Ketamine, baby, ketamine 

This is a drug that messes with the connections in your brain. It links-up parts that wouldn’t normally be together. 

Like… oh I don’t know … An apartheid white supremacy childhood and shutting down the federal DEI offices. Daddy issues and obsession with being the richest man in the world. Complicated feelings about being estranged from his trans daughter Vivian Wilson and fascism. 

… You get what I mean? 

Musk is somewhat open about having a prescription for ketamine to treat depression, which he says is “beneficial for investors”. His shareholders don’t seem to agree with his “illicit use of recreational drugs”, however, as a group filed a lawsuit against him in 2024. 

The longer Musk takes ketamine… the more wild his tweets… the worse his toxic management style… the more fascist he gets …  Coincidence? Or the sign of a drug addict who needs a good therapist?

If he wasn’t a billionaire… would you trust him?

Tell me this… if he wasn’t a billionaire, would you take him seriously? (Wealth bias).
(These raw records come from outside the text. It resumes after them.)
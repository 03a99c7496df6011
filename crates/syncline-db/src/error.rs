//! # Database Error Types
//!
//! Error types for database operations.
//!
//! ## Error Flow
//! ```text
//! ┌─────────────────────────────────────────────────────────────────────────┐
//! │                    Error Propagation                                    │
//! │                                                                         │
//! │  SQLite Error (sqlx::Error)        CoreError (bad identifier / id)     │
//! │       │                                 │                               │
//! │       ▼                                 ▼                               │
//! │  DbError (this module) ← Adds context and categorization               │
//! │       │                                                                 │
//! │       ▼                                                                 │
//! │  SyncError (syncline-sync) ← Folded into a per-entity result           │
//! │                                                                         │
//! └─────────────────────────────────────────────────────────────────────────┘
//! ```

use syncline_core::CoreError;
use thiserror::Error;

/// Database operation errors.
#[derive(Debug, Error)]
pub enum DbError {
    /// Entity not found in database.
    #[error("{entity} not found: {id}")]
    NotFound { entity: String, id: String },

    /// Unique constraint violation.
    ///
    /// ## When This Occurs
    /// - Inserting a record whose id already exists
    /// - A second actionable change-log entry for the same record
    #[error("Duplicate {field}: '{value}' already exists")]
    UniqueViolation { field: String, value: String },

    /// The backing table for an entity type does not exist.
    #[error("Table '{0}' does not exist")]
    TableMissing(String),

    /// A record or identifier failed validation before reaching SQL.
    #[error("Invalid data: {0}")]
    Invalid(#[from] CoreError),

    /// Database connection failed.
    ///
    /// ## When This Occurs
    /// - Database file doesn't exist and can't be created
    /// - File permissions issue
    /// - Disk full
    #[error("Connection failed: {0}")]
    ConnectionFailed(String),

    /// Migration failed.
    #[error("Migration failed: {0}")]
    MigrationFailed(String),

    /// Query execution failed.
    #[error("Query failed: {0}")]
    QueryFailed(String),

    /// Pool exhausted (all connections in use).
    #[error("Connection pool exhausted")]
    PoolExhausted,

    /// Internal database error.
    #[error("Internal database error: {0}")]
    Internal(String),
}

impl DbError {
    /// Creates a NotFound error for a given entity type and ID.
    pub fn not_found(entity: impl Into<String>, id: impl Into<String>) -> Self {
        DbError::NotFound {
            entity: entity.into(),
            id: id.into(),
        }
    }

    /// Returns true if the database itself is unreachable, as opposed to a
    /// single statement failing.
    pub fn is_connectivity(&self) -> bool {
        matches!(self, DbError::ConnectionFailed(_) | DbError::PoolExhausted)
    }
}

/// Convert sqlx errors to DbError.
///
/// ## Error Mapping
/// ```text
/// sqlx::Error::RowNotFound    → DbError::NotFound
/// sqlx::Error::Database       → Analyze message for constraint type
/// sqlx::Error::PoolTimedOut   → DbError::PoolExhausted
/// sqlx::Error::PoolClosed     → DbError::ConnectionFailed
/// Other                       → DbError::Internal
/// ```
impl From<sqlx::Error> for DbError {
    fn from(err: sqlx::Error) -> Self {
        match err {
            sqlx::Error::RowNotFound => DbError::NotFound {
                entity: "Record".to_string(),
                id: "unknown".to_string(),
            },

            sqlx::Error::Database(db_err) => {
                let msg = db_err.message();

                // "UNIQUE constraint failed: <table>.<column>"
                if msg.contains("UNIQUE constraint failed") {
                    let field = msg
                        .split("UNIQUE constraint failed: ")
                        .nth(1)
                        .unwrap_or("unknown")
                        .to_string();
                    DbError::UniqueViolation {
                        field,
                        value: "unknown".to_string(),
                    }
                } else if msg.contains("no such table") {
                    let table = msg
                        .split("no such table: ")
                        .nth(1)
                        .unwrap_or("unknown")
                        .to_string();
                    DbError::TableMissing(table)
                } else {
                    DbError::QueryFailed(msg.to_string())
                }
            }

            sqlx::Error::PoolTimedOut => DbError::PoolExhausted,

            sqlx::Error::PoolClosed => DbError::ConnectionFailed("Pool is closed".to_string()),

            sqlx::Error::Io(io) => DbError::ConnectionFailed(io.to_string()),

            _ => DbError::Internal(err.to_string()),
        }
    }
}

impl From<sqlx::migrate::MigrateError> for DbError {
    fn from(err: sqlx::migrate::MigrateError) -> Self {
        DbError::MigrationFailed(err.to_string())
    }
}

impl From<serde_json::Error> for DbError {
    fn from(err: serde_json::Error) -> Self {
        DbError::Internal(format!("JSON encoding failed: {}", err))
    }
}

/// Result type for database operations.
pub type DbResult<T> = Result<T, DbError>;

#[cfg(test)]
mod tests {
    use super::*;

    #[test]
    fn test_pool_errors_are_connectivity() {
        assert!(DbError::from(sqlx::Error::PoolTimedOut).is_connectivity());
        assert!(DbError::from(sqlx::Error::PoolClosed).is_connectivity());
        assert!(!DbError::QueryFailed("syntax".into()).is_connectivity());
    }

    #[test]
    fn test_core_error_converts() {
        let err: DbError = CoreError::InvalidIdentifier("x y".into()).into();
        assert!(matches!(err, DbError::Invalid(_)));
        assert!(err.to_string().contains("x y"));
    }
}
If his tweets were not so normalised, would we accept them? (Exposure bias). My dude. This man is a walking cry for help trapped in a billionaire’s body. 

While we’re on the subject. To avoid paying tax, Musk doesn’t draw a salary from companies like Tesla, instead, he lives off credit cards and gets paid in stock. The awkward truth is that the moment Tesla stock sinks, so does Musk’s wealth. And at the moment, the stock market is moving away from him. The bubble is popping, but Musk’s extremely expensive lawsuits keep mounting. 

… Will this guy really be a billionaire forever? Personally, I give it three years before he loses half his wealth. His current management style is fraught with risks and totally unsustainable. For investment managers, please start hedging our portfolios now?

One things for sure though, across the entire corporate political world… When the Musk bubble pops, it will leave one hell of a stink.